(PROMPT) The answer must be an exact reproduction of the lines from the start of the records below through the line containing "let cors = CorsLayer::new()", and nothing more.

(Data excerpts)
■ ■ ■

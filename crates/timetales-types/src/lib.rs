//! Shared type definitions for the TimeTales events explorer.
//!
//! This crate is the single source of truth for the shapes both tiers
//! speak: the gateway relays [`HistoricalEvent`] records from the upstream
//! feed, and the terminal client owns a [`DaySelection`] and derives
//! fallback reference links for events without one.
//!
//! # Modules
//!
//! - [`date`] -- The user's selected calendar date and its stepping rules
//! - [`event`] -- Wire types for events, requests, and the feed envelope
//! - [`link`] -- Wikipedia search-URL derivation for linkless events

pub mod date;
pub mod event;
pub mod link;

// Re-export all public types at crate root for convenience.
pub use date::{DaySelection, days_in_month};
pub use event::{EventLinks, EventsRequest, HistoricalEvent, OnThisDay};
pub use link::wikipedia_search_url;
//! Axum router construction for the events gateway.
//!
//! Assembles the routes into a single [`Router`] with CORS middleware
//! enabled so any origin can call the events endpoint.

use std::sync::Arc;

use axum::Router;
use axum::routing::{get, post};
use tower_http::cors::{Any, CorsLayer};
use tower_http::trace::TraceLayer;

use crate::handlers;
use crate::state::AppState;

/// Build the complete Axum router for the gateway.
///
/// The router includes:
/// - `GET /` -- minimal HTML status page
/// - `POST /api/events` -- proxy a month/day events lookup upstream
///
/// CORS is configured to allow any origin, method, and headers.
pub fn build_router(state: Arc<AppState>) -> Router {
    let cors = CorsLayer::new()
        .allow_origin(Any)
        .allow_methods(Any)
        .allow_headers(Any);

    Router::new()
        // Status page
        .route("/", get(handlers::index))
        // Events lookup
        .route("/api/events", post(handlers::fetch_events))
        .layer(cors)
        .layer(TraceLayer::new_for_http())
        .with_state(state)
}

■ ■ ■

(TASK OUTPUT)
filename crates/timetales-types/src/lib.rs
//! Shared type definitions for the TimeTales events explorer.
//!
//! This crate is the single source of truth for the shapes both tiers
//! speak: the gateway relays [`HistoricalEvent`] records from the upstream
//! feed, and the terminal client owns a [`DaySelection`] and derives
//! fallback reference links for events without one.
//!
//! # Modules
//!
//! - [`date`] -- The user's selected calendar date and its stepping rules
//! - [`event`] -- Wire types for events, requests, and the feed envelope
//! - [`link`] -- Wikipedia search-URL derivation for linkless events

pub mod date;
pub mod event;
pub mod link;

// Re-export all public types at crate root for convenience.
pub use date::{DaySelection, days_in_month};
pub use event::{EventLinks, EventsRequest, HistoricalEvent, OnThisDay};
pub use link::wikipedia_search_url;
//! Axum router construction for the events gateway.
//!
//! Assembles the routes into a single [`Router`] with CORS middleware
//! enabled so any origin can call the events endpoint.

use std::sync::Arc;

use axum::Router;
use axum::routing::{get, post};
use tower_http::cors::{Any, CorsLayer};
use tower_http::trace::TraceLayer;

use crate::handlers;
use crate::state::AppState;

/// Build the complete Axum router for the gateway.
///
/// The router includes:
/// - `GET /` -- minimal HTML status page
/// - `POST /api/events` -- proxy a month/day events lookup upstream
///
/// CORS is configured to allow any origin, method, and headers.
pub fn build_router(state: Arc<AppState>) -> Router {
    let cors = CorsLayer::new()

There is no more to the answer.